Friedrich Tobler

from Wikipedia, the free encyclopedia

Friedrich Tobler (born October 1, 1879 in Berlin , † May 11, 1957 in Trogen AR (Switzerland)) was a Swiss-born, German botanist , lichenologist and university professor at the TH Dresden . His botanical-mycological author's abbreviation is " Tobler ".

Life

The son of from Switzerland originating Berlin Romanisten Adolf Tobler studied natural sciences in Heidelberg, Leipzig and at Simon Schwendener in Berlin, where in 1901 was awarded a doctorate. He completed his habilitation in Münster in 1905 and was associate there in 1911. Professor until 1920. He took part in the First World War as an officer and was awarded the Iron Cross . He was also assigned to the military service of the Foreign Office. His job was to monitor and influence the Basel press.

He then took over the Sorau Research Institute ( bast fibers ) of the German linen industry . In 1924 he was appointed full professor of botany at the Dresden University of Technology. At the same time he took over the management of the Botanical Garden in Dresden from Oscar Drude .

Since 1932 he was a member of the Leopoldina .

During the air raid on Dresden on February 13, 1945, he lost his official residence in the Botanical Garden and parts of his extensive collections .

Tobler was a member of the Stahlhelm, Bund der Frontsoldaten and the June Club . He was also chairman of the National Club of Saxony for many years and from 1932 to 1936 chairman of the Dresden department of the German Colonial Society and the Reich Colonial Association . In November 1933 he signed the German professors' confession of Adolf Hitler .

Tobler was with the Jewish biologist Dr. Gertrud Tobler-Wolff (born Gertrud Wolff, 1877–1948; Diss. Berlin 1905; marriage 1907) married and was repeatedly removed from his position for racist reasons. On the other hand, he was Swiss and important to the German war economy because of his research. It was only two months before the end of the war that the Saxon Gauleiter Martin Mutschmann succeeded in removing Tobler from service.

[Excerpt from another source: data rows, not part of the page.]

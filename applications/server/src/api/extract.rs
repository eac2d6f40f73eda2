/// Request extractors that reject with the service's own error bodies
use crate::error::ServerError;
use axum::{
    extract::{FromRequest, FromRequestParts, Path, Request},
    http::request::Parts,
    Json,
};
use serde::de::DeserializeOwned;
use userdb_core::{StoreError, UserId};

/// The `{id}` path segment, handed to the handler as an explicit parameter.
///
/// An empty or unreadable segment is answered with `user_not_found` before
/// any store call is made.
#[derive(Debug, Clone)]
pub struct UserIdParam(pub UserId);

#[axum::async_trait]
impl<S> FromRequestParts<S> for UserIdParam
where
    S: Send + Sync,
{
    type Rejection = ServerError;

    async fn from_request_parts(parts: &mut Parts, state: &S) -> Result<Self, Self::Rejection> {
        let id = match Path::<String>::from_request_parts(parts, state).await {
            Ok(Path(id)) => id,
            Err(rejection) => {
                tracing::debug!("Path rejected: {}", rejection.body_text());
                String::new()
            }
        };

        if id.trim().is_empty() {
            return Err(StoreError::UserNotFound(UserId::new(id)).into());
        }

        Ok(Self(UserId::new(id)))
    }
}

/// JSON request body; a malformed body renders `invalid_request_body`
#[derive(Debug, Clone)]
pub struct JsonBody<T>(pub T);

#[axum::async_trait]
impl<T, S> FromRequest<S> for JsonBody<T>
where
    T: DeserializeOwned,
    S: Send + Sync,
{
    type Rejection = ServerError;

    async fn from_request(req: Request, state: &S) -> Result<Self, Self::Rejection> {
        let Json(value) = Json::<T>::from_request(req, state).await.map_err(|rejection| {
            tracing::warn!("Bind returns error: {}", rejection.body_text());
            ServerError::InvalidBody(rejection.body_text())
        })?;

        Ok(Self(value))
    }
}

In 1946 he moved to Switzerland. There he worked as a research assistant at the commercial college in Zurich and at the material testing office in St. Gallen .

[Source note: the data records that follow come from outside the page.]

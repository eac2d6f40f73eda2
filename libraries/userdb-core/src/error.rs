//! Store error taxonomy

use crate::types::UserId;
use thiserror::Error;

/// Result type alias using `StoreError`
pub type Result<T> = std::result::Result<T, StoreError>;

/// The only two outcomes a consumer of the store needs to distinguish.
///
/// Each kind carries a fixed HTTP status, machine code and status text. The
/// payload of [`StoreError::Internal`] is diagnostic detail for logs and must
/// never be rendered to a client.
#[derive(Error, Debug)]
pub enum StoreError {
    /// Requested id is not present in the user list
    #[error("user not found: {0}")]
    UserNotFound(UserId),

    /// Any I/O or (de)serialization failure
    #[error("internal error: {0}")]
    Internal(String),
}

impl StoreError {
    /// Create an internal error from any displayable cause
    pub fn internal(msg: impl Into<String>) -> Self {
        Self::Internal(msg.into())
    }

    /// HTTP status code for this kind.
    ///
    /// A missing user answers 400 rather than 404; clients of the service
    /// depend on it.
    pub fn status_code(&self) -> u16 {
        match self {
            StoreError::UserNotFound(_) => 400,
            StoreError::Internal(_) => 500,
        }
    }

    /// Machine-readable code rendered in error bodies
    pub fn code(&self) -> &'static str {
        match self {
            StoreError::UserNotFound(_) => "user_not_found",
            StoreError::Internal(_) => "internal_server_error",
        }
    }

    /// Human-readable status text rendered in error bodies
    pub fn status_text(&self) -> &'static str {
        match self {
            StoreError::UserNotFound(_) => "Invalid request.",
            StoreError::Internal(_) => "Internal server error.",
        }
    }

    /// Returns true for the not-found kind
    pub fn is_not_found(&self) -> bool {
        matches!(self, StoreError::UserNotFound(_))
    }
}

Its special areas were seaweed , lichens and fibers . He toured East and South Africa, Turkey and South America, sometimes together with his wife. He founded the magazine "fiber research". The search for textile substitutes was of vital importance to the war effort.

Fonts

  • The lichens: an introduction to their general knowledge. Due to recent research u. critically presented , Jena 1934
  • German fiber plants and plant fibers , Lehmanns, Munich-Berlin 1938
  • Colonial useful plants , Hirzel, Leipzig 1942
  • with Gertrud Tobler-Wolff: Microscopic examination of vegetable fibers , Hirzel, 2nd edition 1951 (first 1912)

literature

Web links

Individual evidence

  1. Paul Meier-Kern: German aid for the "Basler Vorwärts"? Agent reports from the First World War . Basler Zeitschrift für Geschichte und Altertumskunde , 1992, accessed on June 3, 2020 .
  2. ^ Member entry by Friedrich Tobler at the German Academy of Natural Scientists Leopoldina , accessed on June 18, 2016.
  3. ^ Volker Mauersberger: Rudolf Pechel and the "Deutsche Rundschau". Carl Schünemann Verlag, Bremen 1971, p. 330.
  4. a b Michael Grüttner and Sven Kinas: The Expulsion of Scientists from German Universities 1933-1945. In: Vierteljahrshefte für Zeitgeschichte , issue 1, 2007, pp. 123–186, here pp. 138 f
  5. ^ Dresden address books 1932-1936.